//! Result types returned by the translation entry points.

use crate::error::ElementError;
use serde::{Deserialize, Serialize};

/// The translated PDF plus everything the pipeline absorbed on the way.
#[derive(Debug, Clone)]
pub struct TranslationOutput {
    /// Finalised (and, when possible, image-compressed) PDF bytes.
    pub pdf: Vec<u8>,

    /// Non-fatal problems: failed translations, skipped elements,
    /// failed compression batches. Empty on a clean run.
    pub warnings: Vec<ElementError>,

    pub stats: TranslationStats,
}

impl TranslationOutput {
    /// Whether any non-fatal problem was recorded.
    pub fn has_warnings(&self) -> bool {
        !self.warnings.is_empty()
    }
}

/// Counters and timings for one run.
#[derive(Debug, Clone, Default, PartialEq, Serialize, Deserialize)]
pub struct TranslationStats {
    /// Pages in the document model.
    pub total_pages: usize,
    /// Body-text elements across all pages.
    pub text_elements: usize,
    /// Table cells across all pages (counted even when tables are not translated).
    pub table_cells: usize,
    /// Distinct strings sent for translation.
    pub unique_texts: usize,
    /// Distinct strings whose translation degraded to an error placeholder.
    pub failed_translations: usize,
    /// Elements redacted and overlaid.
    pub replaced_elements: usize,
    /// Elements skipped because of a per-element failure.
    pub skipped_elements: usize,
    /// Embedded images re-encoded by the compression pass.
    pub compressed_images: usize,
    /// Whether the finalisation had to use the plain fallback save.
    pub used_fallback_save: bool,
    pub extract_duration_ms: u64,
    pub translate_duration_ms: u64,
    pub reconstruct_duration_ms: u64,
    pub compress_duration_ms: u64,
    pub total_duration_ms: u64,
}
impl GraphicsState {
    /// Horizontal advance in text space of one show operand.
    fn advance(&self, fonts: &PageFonts, operand: &Object) -> f64 {
        let fallback = FontMetrics::default();
        let metrics = self
            .font
            .as_ref()
            .and_then(|name| fonts.get(name))
            .unwrap_or(&fallback);
        match operand {
            Object::String(bytes, _) => self.string_advance(metrics, bytes),
            Object::Array(items) => items
                .iter()
                .map(|item| match item {
                    Object::String(bytes, _) => self.string_advance(metrics, bytes),
                    other => {
                        object_to_f64(other).map_or(0.0, |n| -n / 1000.0 * self.size * self.scale)
                    }
                })
                .sum(),
            _ => 0.0,
        }
    }

    fn string_advance(&self, metrics: &FontMetrics, bytes: &[u8]) -> f64 {
        metrics
            .codes(bytes)
            .map(|code| {
                let word = if !metrics.two_byte && code == 32 {
                    self.word_spacing
                } else {
                    0.0
                };
                metrics.width(code) / 1000.0 * self.size + self.char_spacing + word
            })
            .sum::<f64>()
            * self.scale
    }

    /// An empty `TJ` moving the pen by `tx`, standing in for a removed run.
    fn spacer(&self, tx: f64) -> Option<Operation> {
        let unit = self.size * self.scale;
        if unit.abs() < f64::EPSILON || tx.abs() < f64::EPSILON {
            return None;
        }
        Some(Operation::new(
            "TJ",
            vec![Object::Array(vec![real(-tx * 1000.0 / unit)])],
        ))
    }
}

#[derive(Debug, Clone, Copy)]
struct TextState {
    matrix: Matrix,
    line_matrix: Matrix,
}

impl Default for TextState {
    fn default() -> Self {
        Self {
            matrix: Matrix::IDENTITY,
            line_matrix: Matrix::IDENTITY,
        }
    }
}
+++
▶ [What you are asked to do]:
The records above should be set down again word for word.

▶ [Output of the task]:
//! Result types returned by the translation entry points.

use crate::error::ElementError;
use serde::{Deserialize, Serialize};

/// The translated PDF plus everything the pipeline absorbed on the way.
#[derive(Debug, Clone)]
pub struct TranslationOutput {
    /// Finalised (and, when possible, image-compressed) PDF bytes.
    pub pdf: Vec<u8>,

    /// Non-fatal problems: failed translations, skipped elements,
    /// failed compression batches. Empty on a clean run.
    pub warnings: Vec<ElementError>,

    pub stats: TranslationStats,
}

impl TranslationOutput {
    /// Whether any non-fatal problem was recorded.
    pub fn has_warnings(&self) -> bool {
        !self.warnings.is_empty()
    }
}

/// Counters and timings for one run.
#[derive(Debug, Clone, Default, PartialEq, Serialize, Deserialize)]
pub struct TranslationStats {
    /// Pages in the document model.
    pub total_pages: usize,
    /// Body-text elements across all pages.
    pub text_elements: usize,
    /// Table cells across all pages (counted even when tables are not translated).
    pub table_cells: usize,
    /// Distinct strings sent for translation.
    pub unique_texts: usize,
    /// Distinct strings whose translation degraded to an error placeholder.
    pub failed_translations: usize,
    /// Elements redacted and overlaid.
    pub replaced_elements: usize,
    /// Elements skipped because of a per-element failure.
    pub skipped_elements: usize,
    /// Embedded images re-encoded by the compression pass.
    pub compressed_images: usize,
    /// Whether the finalisation had to use the plain fallback save.
    pub used_fallback_save: bool,
    pub extract_duration_ms: u64,
    pub translate_duration_ms: u64,
    pub reconstruct_duration_ms: u64,
    pub compress_duration_ms: u64,
    pub total_duration_ms: u64,
}
impl GraphicsState {
    /// Horizontal advance in text space of one show operand.
    fn advance(&self, fonts: &PageFonts, operand: &Object) -> f64 {
        let fallback = FontMetrics::default();
        let metrics = self
            .font
            .as_ref()
            .and_then(|name| fonts.get(name))
            .unwrap_or(&fallback);
        match operand {
            Object::String(bytes, _) => self.string_advance(metrics, bytes),
            Object::Array(items) => items
                .iter()
                .map(|item| match item {
                    Object::String(bytes, _) => self.string_advance(metrics, bytes),
                    other => {
                        object_to_f64(other).map_or(0.0, |n| -n / 1000.0 * self.size * self.scale)
                    }
                })
                .sum(),
            _ => 0.0,
        }
    }

    fn string_advance(&self, metrics: &FontMetrics, bytes: &[u8]) -> f64 {
        metrics
            .codes(bytes)
            .map(|code| {
                let word = if !metrics.two_byte && code == 32 {
                    self.word_spacing
                } else {
                    0.0
                };
                metrics.width(code) / 1000.0 * self.size + self.char_spacing + word
            })
            .sum::<f64>()
            * self.scale
    }

    /// An empty `TJ` moving the pen by `tx`, standing in for a removed run.
    fn spacer(&self, tx: f64) -> Option<Operation> {
        let unit = self.size * self.scale;
        if unit.abs() < f64::EPSILON || tx.abs() < f64::EPSILON {
            return None;
        }
        Some(Operation::new(
            "TJ",
            vec![Object::Array(vec![real(-tx * 1000.0 / unit)])],
        ))
    }
}

#[derive(Debug, Clone, Copy)]
struct TextState {
    matrix: Matrix,
    line_matrix: Matrix,
}

impl Default for TextState {
    fn default() -> Self {
        Self {
            matrix: Matrix::IDENTITY,
            line_matrix: Matrix::IDENTITY,
        }
    }
}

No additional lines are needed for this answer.